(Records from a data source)

________

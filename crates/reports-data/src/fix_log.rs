//! Scanning of FIX session logs for execution reports.
//!
//! Every log line is one message of `tag=value` fields separated by a
//! delimiter (SOH by default). Lines start with a fixed-width session prefix,
//! so the message type `35=8` is looked for in a short window right after it.
//! Tags of interest to the reports (39, 55) sit near the end of a message and
//! are searched backwards.

use std::collections::HashMap;
use std::path::PathBuf;

use regex::Regex;
use reports_core::error::{ReportError, Result};
use reports_core::models::{ExtractMethod, OrdStatus, OrderFill, StatusCount};
use reports_core::settings::FixLogConfig;
use tracing::{debug, info};

use crate::aggregator;
use crate::discovery::{display_name, find_input_files, read_input};

const ORD_STATUS_PREFIX: &str = "39=";
const CL_ORD_ID_TAG: u32 = 11;
const CUM_QTY_TAG: u32 = 14;

// ── FixScanner ────────────────────────────────────────────────────────────────

/// Field-level access to FIX log lines.
#[derive(Debug, Clone)]
pub struct FixScanner {
    start_index: usize,
    delimiter: char,
    execution_report_tag: String,
}

impl FixScanner {
    pub fn new(start_index: usize, delimiter: char, execution_report_tag: impl Into<String>) -> Self {
        Self {
            start_index,
            delimiter,
            execution_report_tag: execution_report_tag.into(),
        }
    }

    pub fn from_config(config: &FixLogConfig) -> Self {
        Self::new(
            config.start_index,
            config.delimiter,
            config.execution_report_tag.clone(),
        )
    }

    /// `true` when the execution-report tag occurs within
    /// `line[start_index .. min(2 * start_index, len)]`.
    pub fn is_execution_report(&self, line: &str) -> bool {
        let bytes = line.as_bytes();
        let end = (self.start_index * 2).min(bytes.len());
        if self.start_index >= end {
            return false;
        }
        let needle = self.execution_report_tag.as_bytes();
        bytes[self.start_index..end]
            .windows(needle.len())
            .any(|w| w == needle)
    }

    /// Split a message into its `tag=value` fields.
    pub fn split_tags<'a>(&self, line: &'a str) -> Vec<&'a str> {
        line.split(self.delimiter).collect()
    }

    /// Count execution reports per order status in `contents`.
    ///
    /// Only the last `39=` field of each execution report is considered, and
    /// only statuses listed in `wanted` are counted.
    pub fn count_statuses(&self, contents: &str, wanted: &[OrdStatus]) -> HashMap<OrdStatus, u64> {
        let mut counts: HashMap<OrdStatus, u64> = HashMap::new();
        for line in contents.lines() {
            if !self.is_execution_report(line) {
                continue;
            }
            let tags = self.split_tags(line);
            let Some(status) = tags
                .iter()
                .rev()
                .find_map(|tag| tag.strip_prefix(ORD_STATUS_PREFIX))
                .and_then(single_char)
                .and_then(OrdStatus::from_code)
            else {
                continue;
            };
            if wanted.contains(&status) {
                *counts.entry(status).or_default() += 1;
            }
        }
        counts
    }

    /// Regex variant of [`FixScanner::count_statuses`]: counts every
    /// `39=<code>` field in the file whose code is in `wanted`.
    pub fn count_statuses_regex(
        &self,
        contents: &str,
        wanted: &[OrdStatus],
    ) -> Result<HashMap<OrdStatus, u64>> {
        let mut counts: HashMap<OrdStatus, u64> = HashMap::new();
        if wanted.is_empty() {
            return Ok(counts);
        }

        let delim = regex::escape(&self.delimiter.to_string());
        let codes: String = wanted
            .iter()
            .map(|s| regex::escape(&s.code().to_string()))
            .collect();
        let re = compile(&format!(r"(?m)(?:^|{delim})39=([{codes}])(?:{delim}|$)"))?;

        for caps in re.captures_iter(contents) {
            if let Some(status) = single_char(&caps[1]).and_then(OrdStatus::from_code) {
                *counts.entry(status).or_default() += 1;
            }
        }
        Ok(counts)
    }

    /// Collect `(order id, cumulative quantity)` observations from execution
    /// reports for `symbol_tag` (e.g. `55=ES`).
    ///
    /// A matching message without tag 11 or tag 14 aborts the scan.
    pub fn collect_fills(
        &self,
        contents: &str,
        symbol_tag: &str,
        file: &str,
    ) -> Result<Vec<(String, u64)>> {
        let mut observations = Vec::new();
        for (index, line) in contents.lines().enumerate() {
            if !self.is_execution_report(line) {
                continue;
            }
            let tags = self.split_tags(line);
            if !tags.iter().rev().any(|tag| *tag == symbol_tag) {
                continue;
            }

            let line_no = index + 1;
            let order_id = last_value(&tags, CL_ORD_ID_TAG).ok_or_else(|| {
                ReportError::MissingTag {
                    file: file.to_string(),
                    line: line_no,
                    tag: CL_ORD_ID_TAG,
                }
            })?;
            let raw_qty = last_value(&tags, CUM_QTY_TAG).ok_or_else(|| ReportError::MissingTag {
                file: file.to_string(),
                line: line_no,
                tag: CUM_QTY_TAG,
            })?;
            let qty = raw_qty
                .parse::<u64>()
                .map_err(|_| ReportError::InvalidTagValue {
                    file: file.to_string(),
                    line: line_no,
                    tag: CUM_QTY_TAG,
                    value: raw_qty.to_string(),
                })?;

            observations.push((order_id.to_string(), qty));
        }
        Ok(observations)
    }

    /// Regex variant of [`FixScanner::collect_fills`]. Lines for the symbol
    /// that lack a word-like order id or an integer quantity are skipped.
    pub fn collect_fills_regex(&self, contents: &str, symbol_tag: &str) -> Result<Vec<(String, u64)>> {
        let delim = regex::escape(&self.delimiter.to_string());
        let order_re = compile(&format!(r"(?:^|{delim})11=(?P<order_id>\w+)"))?;
        let qty_re = compile(&format!(r"(?:^|{delim})14=(?P<qty>\d+)"))?;
        let symbol_re = compile(&format!(
            r"(?:^|{delim}){}(?:{delim}|$)",
            regex::escape(symbol_tag)
        ))?;

        let mut observations = Vec::new();
        for line in contents.lines() {
            if !self.is_execution_report(line) || !symbol_re.is_match(line) {
                continue;
            }
            let order_id = order_re
                .captures_iter(line)
                .last()
                .map(|c| c["order_id"].to_string());
            let qty = qty_re
                .captures_iter(line)
                .last()
                .and_then(|c| c["qty"].parse::<u64>().ok());
            match (order_id, qty) {
                (Some(id), Some(q)) => observations.push((id, q)),
                _ => debug!("Skipping execution report without order id or quantity"),
            }
        }
        Ok(observations)
    }
}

________

Each line of the data should be transcribed exactly.

filename crates/reports-data/src/fix_log.rs
//! Scanning of FIX session logs for execution reports.
//!
//! Every log line is one message of `tag=value` fields separated by a
//! delimiter (SOH by default). Lines start with a fixed-width session prefix,
//! so the message type `35=8` is looked for in a short window right after it.
//! Tags of interest to the reports (39, 55) sit near the end of a message and
//! are searched backwards.

use std::collections::HashMap;
use std::path::PathBuf;

use regex::Regex;
use reports_core::error::{ReportError, Result};
use reports_core::models::{ExtractMethod, OrdStatus, OrderFill, StatusCount};
use reports_core::settings::FixLogConfig;
use tracing::{debug, info};

use crate::aggregator;
use crate::discovery::{display_name, find_input_files, read_input};

const ORD_STATUS_PREFIX: &str = "39=";
const CL_ORD_ID_TAG: u32 = 11;
const CUM_QTY_TAG: u32 = 14;

// ── FixScanner ────────────────────────────────────────────────────────────────

/// Field-level access to FIX log lines.
#[derive(Debug, Clone)]
pub struct FixScanner {
    start_index: usize,
    delimiter: char,
    execution_report_tag: String,
}

impl FixScanner {
    pub fn new(start_index: usize, delimiter: char, execution_report_tag: impl Into<String>) -> Self {
        Self {
            start_index,
            delimiter,
            execution_report_tag: execution_report_tag.into(),
        }
    }

    pub fn from_config(config: &FixLogConfig) -> Self {
        Self::new(
            config.start_index,
            config.delimiter,
            config.execution_report_tag.clone(),
        )
    }

    /// `true` when the execution-report tag occurs within
    /// `line[start_index .. min(2 * start_index, len)]`.
    pub fn is_execution_report(&self, line: &str) -> bool {
        let bytes = line.as_bytes();
        let end = (self.start_index * 2).min(bytes.len());
        if self.start_index >= end {
            return false;
        }
        let needle = self.execution_report_tag.as_bytes();
        bytes[self.start_index..end]
            .windows(needle.len())
            .any(|w| w == needle)
    }

    /// Split a message into its `tag=value` fields.
    pub fn split_tags<'a>(&self, line: &'a str) -> Vec<&'a str> {
        line.split(self.delimiter).collect()
    }

    /// Count execution reports per order status in `contents`.
    ///
    /// Only the last `39=` field of each execution report is considered, and
    /// only statuses listed in `wanted` are counted.
    pub fn count_statuses(&self, contents: &str, wanted: &[OrdStatus]) -> HashMap<OrdStatus, u64> {
        let mut counts: HashMap<OrdStatus, u64> = HashMap::new();
        for line in contents.lines() {
            if !self.is_execution_report(line) {
                continue;
            }
            let tags = self.split_tags(line);
            let Some(status) = tags
                .iter()
                .rev()
                .find_map(|tag| tag.strip_prefix(ORD_STATUS_PREFIX))
                .and_then(single_char)
                .and_then(OrdStatus::from_code)
            else {
                continue;
            };
            if wanted.contains(&status) {
                *counts.entry(status).or_default() += 1;
            }
        }
        counts
    }

    /// Regex variant of [`FixScanner::count_statuses`]: counts every
    /// `39=<code>` field in the file whose code is in `wanted`.
    pub fn count_statuses_regex(
        &self,
        contents: &str,
        wanted: &[OrdStatus],
    ) -> Result<HashMap<OrdStatus, u64>> {
        let mut counts: HashMap<OrdStatus, u64> = HashMap::new();
        if wanted.is_empty() {
            return Ok(counts);
        }

        let delim = regex::escape(&self.delimiter.to_string());
        let codes: String = wanted
            .iter()
            .map(|s| regex::escape(&s.code().to_string()))
            .collect();
        let re = compile(&format!(r"(?m)(?:^|{delim})39=([{codes}])(?:{delim}|$)"))?;

        for caps in re.captures_iter(contents) {
            if let Some(status) = single_char(&caps[1]).and_then(OrdStatus::from_code) {
                *counts.entry(status).or_default() += 1;
            }
        }
        Ok(counts)
    }

    /// Collect `(order id, cumulative quantity)` observations from execution
    /// reports for `symbol_tag` (e.g. `55=ES`).
    ///
    /// A matching message without tag 11 or tag 14 aborts the scan.
    pub fn collect_fills(
        &self,
        contents: &str,
        symbol_tag: &str,
        file: &str,
    ) -> Result<Vec<(String, u64)>> {
        let mut observations = Vec::new();
        for (index, line) in contents.lines().enumerate() {
            if !self.is_execution_report(line) {
                continue;
            }
            let tags = self.split_tags(line);
            if !tags.iter().rev().any(|tag| *tag == symbol_tag) {
                continue;
            }

            let line_no = index + 1;
            let order_id = last_value(&tags, CL_ORD_ID_TAG).ok_or_else(|| {
                ReportError::MissingTag {
                    file: file.to_string(),
                    line: line_no,
                    tag: CL_ORD_ID_TAG,
                }
            })?;
            let raw_qty = last_value(&tags, CUM_QTY_TAG).ok_or_else(|| ReportError::MissingTag {
                file: file.to_string(),
                line: line_no,
                tag: CUM_QTY_TAG,
            })?;
            let qty = raw_qty
                .parse::<u64>()
                .map_err(|_| ReportError::InvalidTagValue {
                    file: file.to_string(),
                    line: line_no,
                    tag: CUM_QTY_TAG,
                    value: raw_qty.to_string(),
                })?;

            observations.push((order_id.to_string(), qty));
        }
        Ok(observations)
    }

    /// Regex variant of [`FixScanner::collect_fills`]. Lines for the symbol
    /// that lack a word-like order id or an integer quantity are skipped.
    pub fn collect_fills_regex(&self, contents: &str, symbol_tag: &str) -> Result<Vec<(String, u64)>> {
        let delim = regex::escape(&self.delimiter.to_string());
        let order_re = compile(&format!(r"(?:^|{delim})11=(?P<order_id>\w+)"))?;
        let qty_re = compile(&format!(r"(?:^|{delim})14=(?P<qty>\d+)"))?;
        let symbol_re = compile(&format!(
            r"(?:^|{delim}){}(?:{delim}|$)",
            regex::escape(symbol_tag)
        ))?;

        let mut observations = Vec::new();
        for line in contents.lines() {
            if !self.is_execution_report(line) || !symbol_re.is_match(line) {
                continue;
            }
            let order_id = order_re
                .captures_iter(line)
                .last()
                .map(|c| c["order_id"].to_string());
            let qty = qty_re
                .captures_iter(line)
                .last()
                .and_then(|c| c["qty"].parse::<u64>().ok());
            match (order_id, qty) {
                (Some(id), Some(q)) => observations.push((id, q)),
                _ => debug!("Skipping execution report without order id or quantity"),
            }
        }
        Ok(observations)
    }
}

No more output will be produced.